Temporal action localization is a vital task in video understranding. In this paper, we propose a Temporal Voting Network (TVNet) for action localization in untrimmed videos. This incorporates a novel Voting Evidence Module to locate temporal boundaries, more accurately, where temporal contextual evidence is accumulated to predict frame-level probabilities of start and end action boundaries.
- Python == 2.7
- Tensorflow == 1.9.0
- CUDA==10.1.105
- GCC >= 5.4
Note that the PEM code from BMN is implemented in Pytorch==1.1.0 or 1.3.0
Our experiments is based on ActivityNet 1.3 and THUMOS14 datasets.
You can download the feature on THUMOS14 at here GooogleDrive.
Place it into a folder named thumos_features inside ./data.
You also need to download the feature for PEM (from BMN) at GooogleDrive. Please put it into a folder named Thumos_feature_hdf5 inside ./TVNet-THUMOS14/data/thumos_features.
If everything goes well, you can get the folder architecture of ./TVNet-THUMOS14/data like this:
data
└── thumos_features
├── Thumos_feature_dim_400
├── Thumos_feature_hdf5
├── features_train.npy
└── features_test.npy
You can download the feature on ActivityNet 1.3 at here GoogleCloud. Please put csv_mean_100 directory into ./TVNet-ANET/data/activitynet_feature_cuhk/.
If everything goes well, you can get the folder architecture of ./TVNet-ANET/data like this:
data
└── activitynet_feature_cuhk
└── csv_mean_100
cd TVNet-THUMOS14
Run the following script with all steps on THUMOS14:
bash do_all.sh
Note: If you use BlueCrystal 4, you can directly run the following script without any dependencies setup.
bash do_all_BC4.sh
cd TVNet-ANET
bash do_all.sh or bash do_all_BC4.sh
Take TVNet-THUMOS14 as an example:
cd TVNet-THUMOS14
python TEM_train.py
python TEM_test.py
python VEM_create_windows.py --window_length L --window_stride S
L is the window length and S is the sliding stride. We generate training windows for length 10 with stride 5, and length 5 with stride 2.
python VEM_train.py --voting_type TYPE --window_length L --window_stride S
python VEM_test.py --voting_type TYPE --window_length L --window_stride S
TYPE should be start or end.
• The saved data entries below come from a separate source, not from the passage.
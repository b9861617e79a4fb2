//! `reqwest`-backed `WorkflowsClient`, same shape as `inventory::http`.

use async_trait::async_trait;

use super::{GenerateArtifactMsg, ReindexDeploymentItem, WorkflowsClient, WorkflowsError};

#[derive(Clone)]
pub struct HttpWorkflowsClient {
    base_url: String,
    client: reqwest::Client,
}

impl HttpWorkflowsClient {
    pub fn new(base_url: impl Into<String>) -> Self {
        Self {
            base_url: base_url.into(),
            client: reqwest::Client::new(),
        }
    }

    async fn post(&self, path: &str, body: impl serde::Serialize) -> Result<(), WorkflowsError> {
        self.client
            .post(format!("{}{path}", self.base_url))
            .json(&body)
            .send()
            .await?
            .error_for_status()?;
        Ok(())
    }
}

#[async_trait]
impl WorkflowsClient for HttpWorkflowsClient {
    async fn start_generate_artifact(&self, msg: GenerateArtifactMsg) -> Result<(), WorkflowsError> {
        self.post("/api/v1/workflow/generate_artifact", msg).await
    }

    async fn start_reindex_reporting(&self, device_id: &str) -> Result<(), WorkflowsError> {
        self.post(
            "/api/v1/workflow/reindex_reporting",
            serde_json::json!({ "device_id": device_id }),
        )
        .await
    }

    async fn start_reindex_reporting_deployment(
        &self,
        device_id: &str,
        deployment_id: uuid::Uuid,
        device_deployment_id: uuid::Uuid,
    ) -> Result<(), WorkflowsError> {
        self.post(
            "/api/v1/workflow/reindex_reporting_deployment",
            serde_json::json!({
                "device_id": device_id,
                "deployment_id": deployment_id,
                "device_deployment_id": device_deployment_id,
            }),
        )
        .await
    }

    async fn start_reindex_reporting_deployment_batch(
        &self,
        items: Vec<ReindexDeploymentItem>,
    ) -> Result<(), WorkflowsError> {
        self.post(
            "/api/v1/workflow/reindex_reporting_deployment_batch",
            serde_json::json!({ "items": items }),
        )
        .await
    }
}

#[cfg(test)]
mod tests {
    use super::*;
    use wiremock::matchers::{method, path};
    use wiremock::{Mock, MockServer, ResponseTemplate};

    #[tokio::test]
    async fn reindex_reporting_posts_device_id() {
        let server = MockServer::start().await;
        Mock::given(method("POST"))
            .and(path("/api/v1/workflow/reindex_reporting"))
            .respond_with(ResponseTemplate::new(202))
            .mount(&server)
            .await;

        let client = HttpWorkflowsClient::new(server.uri());
        client.start_reindex_reporting("devA").await.unwrap();
    }

    #[tokio::test]
    async fn failure_surfaces_as_error_for_direct_callers() {
        let server = MockServer::start().await;
        Mock::given(method("POST"))
            .and(path("/api/v1/workflow/reindex_reporting"))
            .respond_with(ResponseTemplate::new(500))
            .mount(&server)
            .await;

        let client = HttpWorkflowsClient::new(server.uri());
        assert!(client.start_reindex_reporting("devA").await.is_err());
    }
}
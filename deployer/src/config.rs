//! Typed configuration, constructed programmatically rather than parsed
//! from a CLI (CLI and config-file loading are out of scope per spec §1;
//! the core only needs the values, not the loading mechanism).

use std::time::Duration;

use fleet_common::constants;

#[derive(Clone, Debug)]
pub struct CoreConfig {
    pub update_download_expiry: Duration,
    pub image_generation_expiry: Duration,
    pub upload_intent_idle_timeout: Duration,
    pub deployment_scan_page_size: i64,
    pub device_search_page_size: i64,
    pub ingestion_pipe_buffer_bytes: usize,
}

impl CoreConfig {
    pub fn heartbeat_interval(&self) -> Duration {
        self.upload_intent_idle_timeout / 2
    }
}

impl Default for CoreConfig {
    fn default() -> Self {
        Self {
            update_download_expiry: constants::UPDATE_DOWNLOAD_EXPIRY,
            image_generation_expiry: constants::IMAGE_GENERATION_EXPIRY,
            upload_intent_idle_timeout: constants::UPLOAD_INTENT_IDLE_TIMEOUT,
            deployment_scan_page_size: constants::DEPLOYMENT_SCAN_PAGE_SIZE,
            device_search_page_size: constants::DEVICE_SEARCH_PAGE_SIZE,
            ingestion_pipe_buffer_bytes: 64 * 1024,
        }
    }
}
pub mod artifact;
pub mod deployment;
pub mod device_deployment;
pub mod poll;

pub use artifact::*;
pub use deployment::*;
pub use device_deployment::*;
pub use poll::*;
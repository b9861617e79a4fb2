//! Sequential tar(+gzip) artifact parser. The container's first entry is
//! always `header-info.json`; subsequent entries are
//! `<module-index>/files/<filename>` payloads whose size and checksum are
//! recomputed as they stream through (spec §6: "size ignored for trust").
//! `tar::Archive::entries()` never seeks, which is exactly what lets this
//! sit behind the ingestion pipeline's single-pass tee (SPEC_FULL.md §H).

use std::io::Read;

use chrono::Utc;
use flate2::read::GzDecoder;
use serde::Deserialize;
use sha2::{Digest, Sha256};

use fleet_common::{ArtifactMeta, UpdateFile, UpdateModule};

use super::{ArtifactParser, ParseError};

const HEADER_ENTRY: &str = "header-info.json";

#[derive(Deserialize)]
struct HeaderInfo {
    name: String,
    description: Option<String>,
    format: String,
    format_version: u32,
    device_types_compatible: Vec<String>,
    #[serde(default)]
    depends: fleet_common::DependsMap,
    #[serde(default)]
    provides: fleet_common::ProvidesMap,
    #[serde(default)]
    clears_provides: Vec<String>,
    updates: Vec<HeaderUpdateModule>,
    #[serde(default)]
    signed: bool,
}

#[derive(Deserialize)]
struct HeaderUpdateModule {
    #[serde(rename = "type")]
    kind: String,
    files: Vec<HeaderUpdateFile>,
    #[serde(default)]
    metadata: serde_json::Value,
}

#[derive(Deserialize)]
struct HeaderUpdateFile {
    name: String,
}

pub struct TarArtifactParser;

impl TarArtifactParser {
    pub fn new() -> Self {
        Self
    }

    fn module_file_key(module_index: usize, filename: &str) -> String {
        format!("{module_index}/files/{filename}")
    }
}

impl Default for TarArtifactParser {
    fn default() -> Self {
        Self::new()
    }
}

impl ArtifactParser for TarArtifactParser {
    fn read(&self, reader: &mut dyn Read) -> Result<ArtifactMeta, ParseError> {
        let mut archive = ::tar::Archive::new(GzDecoder::new(reader));
        let mut header: Option<HeaderInfo> = None;
        let mut measured: std::collections::HashMap<String, (u64, String)> =
            std::collections::HashMap::new();

        for entry in archive.entries()? {
            let mut entry = entry?;
            let path = entry.path()?.to_string_lossy().into_owned();

            if header.is_none() {
                if path != HEADER_ENTRY {
                    return Err(ParseError::MissingEntry(HEADER_ENTRY.to_string()));
                }
                let mut buf = Vec::new();
                entry.read_to_end(&mut buf)?;
                header = Some(serde_json::from_slice(&buf)?);
                continue;
            }

            let mut hasher = Sha256::new();
            let mut size = 0u64;
            let mut buf = [0u8; 64 * 1024];
            loop {
                let n = entry.read(&mut buf)?;
                if n == 0 {
                    break;
                }
                hasher.update(&buf[..n]);
                size += n as u64;
            }
            let checksum = format!("{:x}", hasher.finalize());
            measured.insert(path, (size, checksum));
        }

        let header = header.ok_or_else(|| ParseError::MissingEntry(HEADER_ENTRY.to_string()))?;
        if header.format_version == 0 {
            return Err(ParseError::UnsupportedVersion(header.format_version));
        }

        let now = Utc::now();
        let updates = header
            .updates
            .into_iter()
            .enumerate()
            .map(|(module_index, module)| UpdateModule {
                kind: module.kind,
                metadata: module.metadata,
                files: module
                    .files
                    .into_iter()
                    .map(|f| {
                        let key = Self::module_file_key(module_index, &f.name);
                        let (size, checksum) = measured.get(&key).cloned().unwrap_or_default();
                        UpdateFile {
                            name: f.name,
                            size,
                            checksum,
                            date: now,
                        }
                    })
                    .collect(),
            })
            .collect();

        Ok(ArtifactMeta {
            name: header.name,
            description: header.description,
            format: header.format,
            format_version: header.format_version,
            device_types_compatible: header.device_types_compatible,
            depends: header.depends,
            provides: header.provides,
            clears_provides: header.clears_provides,
            updates,
            signed: header.signed,
        })
    }

    fn read_headers_only(&self, reader: &mut dyn Read) -> Result<ArtifactMeta, ParseError> {
        let mut archive = ::tar::Archive::new(GzDecoder::new(reader));
        let mut entries = archive.entries()?;
        let mut first = entries
            .next()
            .ok_or_else(|| ParseError::MissingEntry(HEADER_ENTRY.to_string()))??;

        let path = first.path()?.to_string_lossy().into_owned();
        if path != HEADER_ENTRY {
            return Err(ParseError::MissingEntry(HEADER_ENTRY.to_string()));
        }
        let mut buf = Vec::new();
        first.read_to_end(&mut buf)?;
        let header: HeaderInfo = serde_json::from_slice(&buf)?;

        let now = Utc::now();
        let updates = header
            .updates
            .into_iter()
            .map(|module| UpdateModule {
                kind: module.kind,
                metadata: module.metadata,
                files: module
                    .files
                    .into_iter()
                    .map(|f| UpdateFile {
                        name: f.name,
                        size: 0,
                        checksum: String::new(),
                        date: now,
                    })
                    .collect(),
            })
            .collect();

        Ok(ArtifactMeta {
            name: header.name,
            description: header.description,
            format: header.format,
            format_version: header.format_version,
            device_types_compatible: header.device_types_compatible,
            depends: header.depends,
            provides: header.provides,
            clears_provides: header.clears_provides,
            updates,
            signed: header.signed,
        })
    }
}

#[cfg(test)]
mod tests {
    use super::*;
    use flate2::write::GzEncoder;
    use flate2::Compression;
    use std::io::Write;

    fn build_artifact(header_json: &str, files: &[(&str, &[u8])]) -> Vec<u8> {
        let mut builder = ::tar::Builder::new(Vec::new());

        let mut append = |name: &str, data: &[u8]| {
            let mut header = ::tar::Header::new_gnu();
            header.set_size(data.len() as u64);
            header.set_cksum();
            builder.append_data(&mut header, name, data).unwrap();
        };

        append(HEADER_ENTRY, header_json.as_bytes());
        for (name, data) in files {
            append(name, data);
        }

        let tar_bytes = builder.into_inner().unwrap();
        let mut gz = GzEncoder::new(Vec::new(), Compression::default());
        gz.write_all(&tar_bytes).unwrap();
        gz.finish().unwrap()
    }

    #[test]
    fn parses_header_and_recomputes_checksum() {
        let header = r#"{
            "name": "App1 v1.0",
            "format": "mender",
            "format_version": 3,
            "device_types_compatible": ["bar", "baz"],
            "updates": [{"type": "rootfs-image", "files": [{"name": "app.bin"}]}]
        }"#;
        let payload = b"hello world";
        let container = build_artifact(header, &[("0/files/app.bin", payload)]);

        let parser = TarArtifactParser::new();
        let mut cursor = std::io::Cursor::new(container);
        let meta = parser.read(&mut cursor).unwrap();

        assert_eq!(meta.name, "App1 v1.0");
        assert_eq!(meta.device_types_compatible, vec!["bar", "baz"]);
        let file = &meta.updates[0].files[0];
        assert_eq!(file.size, payload.len() as u64);
        assert_eq!(file.checksum, format!("{:x}", Sha256::digest(payload)));
    }

    #[test]
    fn missing_header_entry_is_rejected() {
        let mut builder = ::tar::Builder::new(Vec::new());
        let mut header = ::tar::Header::new_gnu();
        header.set_size(2);
        header.set_cksum();
        builder.append_data(&mut header, "not-header.json", b"{}" as &[u8]).unwrap();
        let tar_bytes = builder.into_inner().unwrap();
        let mut gz = GzEncoder::new(Vec::new(), Compression::default());
        gz.write_all(&tar_bytes).unwrap();
        let bad_container = gz.finish().unwrap();

        let parser = TarArtifactParser::new();
        let mut cursor = std::io::Cursor::new(bad_container);
        let err = parser.read(&mut cursor).unwrap_err();
        assert!(matches!(err, ParseError::MissingEntry(_)));
    }

    #[test]
    fn headers_only_stops_after_first_entry() {
        let header = r#"{
            "name": "App1 v1.0",
            "format": "mender",
            "format_version": 3,
            "device_types_compatible": ["bar"],
            "updates": []
        }"#;
        let container = build_artifact(header, &[("0/files/app.bin", b"ignored")]);

        let parser = TarArtifactParser::new();
        let mut cursor = std::io::Cursor::new(container);
        let meta = parser.read_headers_only(&mut cursor).unwrap();
        assert_eq!(meta.name, "App1 v1.0");
    }
}

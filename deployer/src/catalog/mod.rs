//! The catalog store contract from spec §4.4: typed operations on the
//! persistent document store, kept here as an adapter trait the way
//! `deployer/src/persistence/mod.rs`'s `Persistence` is the one concrete
//! implementation behind a narrower API surface. The concrete store lives
//! in `sqlite` — SQLite is the teacher's own persistence backend
//! (`sqlx` + `SqlitePool`), reused as-is rather than swapped for a
//! document store, since `sqlx`'s JSON column support covers the
//! document-shaped fields (`stats`, `device_list`, `depends`/`provides`)
//! this spec actually needs.

pub mod sqlite;

use async_trait::async_trait;
use chrono::{DateTime, Utc};
use uuid::Uuid;

use fleet_common::{
    Artifact, ArtifactMeta, DependsConflict, Deployment, DeviceDeploymentStatus, DeviceProvides,
    StatusCounters,
};

use crate::tenant::TenantStorageSettings;

pub use sqlite::SqliteCatalogStore;

#[derive(thiserror::Error, Debug)]
pub enum CatalogError {
    #[error("artifact with this name and an overlapping device type already exists")]
    ArtifactNotUnique,
    #[error("conflicting depends: {0:?}")]
    ConflictingDepends(DependsConflict),
    #[error("a deployment with this name already exists")]
    DuplicateDeployment,
    #[error("artifact {0} not found")]
    ImageMetaNotFound(Uuid),
    #[error("deployment {0} not found")]
    DeploymentNotFound(Uuid),
    #[error("upload intent {0} not found")]
    UploadNotFound(Uuid),
    #[error("storage record not found")]
    StorageNotFound,
    #[error("backing store error: {0}")]
    Backend(#[from] sqlx::Error),
}

#[derive(Clone, Debug)]
pub struct NewArtifact {
    pub id: Uuid,
    pub tenant: String,
    pub meta: ArtifactMeta,
}

#[derive(Clone, Debug, Default)]
pub struct ArtifactFilter {
    pub tenant: String,
    pub name: Option<String>,
}

#[derive(Clone, Debug)]
pub struct NewDeployment {
    pub id: Uuid,
    pub tenant: String,
    pub name: String,
    pub artifact_name: String,
    pub configuration: Option<serde_json::Value>,
    pub device_list: Vec<String>,
    pub max_devices: u64,
    pub artifact_id_candidates: Vec<Uuid>,
    pub groups: Vec<String>,
    pub deployment_type: fleet_common::DeploymentType,
    pub force_installation: bool,
}

#[derive(Clone, Debug, Default)]
pub struct DeploymentQuery {
    pub tenant: String,
    pub name: Option<String>,
    pub status: Option<fleet_common::DeploymentStatus>,
}

#[derive(Clone, Debug)]
pub struct NewDeviceDeployment {
    pub id: Uuid,
    pub tenant: String,
    pub device_id: String,
    pub deployment_id: Uuid,
    pub status: DeviceDeploymentStatus,
}

#[derive(Clone, Copy, Debug, PartialEq, Eq, strum::Display, strum::EnumString)]
#[cfg_attr(feature = "persist", derive(sqlx::Type))]
#[strum(serialize_all = "snake_case")]
pub enum UploadIntentStatus {
    Pending,
    Processing,
    Completed,
    Aborted,
}

#[derive(Clone, Debug)]
pub struct UploadIntent {
    pub artifact_id: Uuid,
    pub tenant: String,
    pub status: UploadIntentStatus,
    pub issued_at: DateTime<Utc>,
    pub skip_verify: bool,
}

#[derive(Clone, Debug, PartialEq)]
pub struct DeviceDeployment {
    pub id: Uuid,
    pub tenant: String,
    pub device_id: String,
    pub deployment_id: Uuid,
    pub status: DeviceDeploymentStatus,
    pub active: bool,
    pub assigned_artifact: Option<Uuid>,
    pub device_type_at_assignment: Option<String>,
    pub last_provides: Option<DeviceProvides>,
    pub created_at: DateTime<Utc>,
    pub started_at: Option<DateTime<Utc>>,
    pub finished_at: Option<DateTime<Utc>>,
    pub tombstoned: bool,
}

#[async_trait]
pub trait CatalogStore: Send + Sync {
    // --- Artifacts ---
    async fn insert_artifact(&self, artifact: NewArtifact) -> Result<Uuid, CatalogError>;
    async fn find_artifact_by_id(&self, id: Uuid) -> Result<Option<Artifact>, CatalogError>;
    async fn image_by_name_and_device_type(
        &self,
        tenant: &str,
        name: &str,
        device_type: &str,
    ) -> Result<Option<Artifact>, CatalogError>;
    async fn image_by_ids_and_device_type(
        &self,
        ids: &[Uuid],
        device_type: &str,
    ) -> Result<Option<Artifact>, CatalogError>;
    async fn list_images(&self, filter: ArtifactFilter) -> Result<Vec<Artifact>, CatalogError>;
    async fn delete_image(&self, id: Uuid) -> Result<(), CatalogError>;
    /// The only field `EditImage` may change (spec §3: an artifact's
    /// other fields are fixed once ingested).
    async fn update_artifact_description(
        &self,
        id: Uuid,
        description: Option<String>,
    ) -> Result<(), CatalogError>;
    async fn is_artifact_unique(
        &self,
        tenant: &str,
        name: &str,
        device_types: &[String],
    ) -> Result<bool, CatalogError>;
    async fn exist_unfinished_by_artifact_id(&self, id: Uuid) -> Result<bool, CatalogError>;
    async fn exist_unfinished_by_artifact_name(
        &self,
        tenant: &str,
        name: &str,
    ) -> Result<bool, CatalogError>;
    async fn exist_assigned_image_with_id_and_statuses(
        &self,
        id: Uuid,
        statuses: &[DeviceDeploymentStatus],
    ) -> Result<bool, CatalogError>;
    async fn images_by_name(&self, tenant: &str, name: &str) -> Result<Vec<Artifact>, CatalogError>;

    // --- Deployments ---
    async fn insert_deployment(&self, deployment: NewDeployment) -> Result<Uuid, CatalogError>;
    async fn find_deployment_by_id(&self, id: Uuid) -> Result<Option<Deployment>, CatalogError>;
    async fn find_unfinished_by_id(&self, id: Uuid) -> Result<Option<Deployment>, CatalogError>;
    async fn find(&self, query: DeploymentQuery) -> Result<Vec<Deployment>, CatalogError>;
    async fn find_newer_active_deployments(
        &self,
        tenant: &str,
        after: DateTime<Utc>,
        skip: i64,
        limit: i64,
    ) -> Result<Vec<Deployment>, CatalogError>;
    async fn set_deployment_status(
        &self,
        id: Uuid,
        status: fleet_common::DeploymentStatus,
        finished_at: Option<DateTime<Utc>>,
    ) -> Result<(), CatalogError>;
    async fn device_count_by_deployment(&self, id: Uuid) -> Result<u64, CatalogError>;
    async fn set_deployment_device_count(&self, id: Uuid, count: u64) -> Result<(), CatalogError>;
    async fn increment_deployment_total_size(&self, id: Uuid, delta: u64) -> Result<(), CatalogError>;
    async fn update_stats(&self, id: Uuid, stats: StatusCounters) -> Result<(), CatalogError>;
    /// Atomic: decrements `old` (if any), increments `new`, in one write.
    async fn update_stats_inc(
        &self,
        id: Uuid,
        old: Option<DeviceDeploymentStatus>,
        new: DeviceDeploymentStatus,
    ) -> Result<(), CatalogError>;
    async fn abort_device_deployments(&self, deployment_id: Uuid) -> Result<Vec<DeviceDeployment>, CatalogError>;
    async fn update_deployments_with_artifact_name(
        &self,
        tenant: &str,
        artifact_name: &str,
        artifact_id: Uuid,
    ) -> Result<(), CatalogError>;

    // --- Device-deployments ---
    /// Returns the record and whether this call created it (`false` if a
    /// concurrent insert already won — spec §5 "materialize is idempotent").
    async fn insert_device_deployment(
        &self,
        dd: NewDeviceDeployment,
    ) -> Result<(DeviceDeployment, bool), CatalogError>;
    async fn get_device_deployment(&self, id: Uuid) -> Result<Option<DeviceDeployment>, CatalogError>;
    async fn find_oldest_active_device_deployment(
        &self,
        tenant: &str,
        device_id: &str,
    ) -> Result<Option<DeviceDeployment>, CatalogError>;
    async fn find_latest_inactive_device_deployment(
        &self,
        tenant: &str,
        device_id: &str,
    ) -> Result<Option<DeviceDeployment>, CatalogError>;
    /// Returns the previous status atomically alongside the write.
    async fn update_device_deployment_status(
        &self,
        id: Uuid,
        new_status: DeviceDeploymentStatus,
        finished_at: Option<DateTime<Utc>>,
    ) -> Result<DeviceDeploymentStatus, CatalogError>;
    async fn save_device_deployment_request(
        &self,
        id: Uuid,
        provides: DeviceProvides,
    ) -> Result<(), CatalogError>;
    async fn assign_artifact(
        &self,
        id: Uuid,
        artifact_id: Uuid,
        device_type: &str,
    ) -> Result<(), CatalogError>;
    async fn aggregate_device_deployment_by_status(
        &self,
        deployment_id: Uuid,
    ) -> Result<StatusCounters, CatalogError>;
    async fn save_last_device_deployment_status(
        &self,
        tenant: &str,
        device_id: &str,
        deployment_id: Uuid,
        device_deployment_id: Uuid,
        status: DeviceDeploymentStatus,
    ) -> Result<(), CatalogError>;
    /// Tombstones every device-deployment for this device and returns the
    /// affected records, so the caller can fire a batch reindex over them.
    async fn delete_device_deployments_history(
        &self,
        tenant: &str,
        device_id: &str,
    ) -> Result<Vec<DeviceDeployment>, CatalogError>;
    async fn find_newer_pending_deployments_for_device(
        &self,
        tenant: &str,
        device_id: &str,
        after: DateTime<Utc>,
    ) -> Result<Vec<Deployment>, CatalogError>;

    // --- Upload intents ---
    async fn insert_upload_intent(&self, intent: UploadIntent) -> Result<(), CatalogError>;
    async fn get_upload_intent(&self, id: Uuid) -> Result<Option<UploadIntent>, CatalogError>;
    async fn update_upload_intent_status(
        &self,
        id: Uuid,
        expected: UploadIntentStatus,
        new: UploadIntentStatus,
    ) -> Result<(), CatalogError>;
    async fn touch_upload_intent(&self, id: Uuid) -> Result<(), CatalogError>;

    // --- Storage settings ---
    async fn get_storage_settings(
        &self,
        tenant: &str,
    ) -> Result<Option<TenantStorageSettings>, CatalogError>;
    async fn set_storage_settings(
        &self,
        tenant: &str,
        settings: TenantStorageSettings,
    ) -> Result<(), CatalogError>;

    // --- Limits ---
    async fn get_limit(&self, name: &str) -> Result<Option<i64>, CatalogError>;
    async fn set_limit(&self, name: &str, value: i64) -> Result<(), CatalogError>;
}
We train and test models with window length 10 (stride 5) and window length 5 (stride 2) for start and end separately.
python PEM_train.py
python proposal_generation.py
python post_postprocess.py
tIoU | mAP@IoU |
---|---|
0.3 | 0.6472508113042471 |
0.4 | 0.5798786190604537 |
0.5 | 0.4929379406719832 |
0.6 | 0.38209885650455544 |
0.7 | 0.26475685440888874 |
tIoU | mAP@IoU |
---|---|
Average | 0.3460396513933088 |
0.5 | 0.5135151163296395 |
0.75 | 0.34955648726767025 |
0.95 | 0.10121803584836778 |
This implementation borrows from:
BSN: BSN-Boundary-Sensitive-Network
TEM_train/test.py -- for the TEM module we used in our paper
load_dataset.py -- borrow the part which load data for TEM
BMN: BMN-Boundary-Matching-Network
PEM_train.py -- for the PEM module we used in our paper
G-TAD: Sub-Graph Localization for Temporal Action Detection
post_postprocess.py -- for the multicore process to generate detection
Our main contribution is in:
VEM_create_windows.py -- generate training annotations for Voting Evidence Module (VEM)
VEM_train.py -- train Voting Evidence Module (VEM)
VEM_test.py -- test Voting Evidence Module (VEM)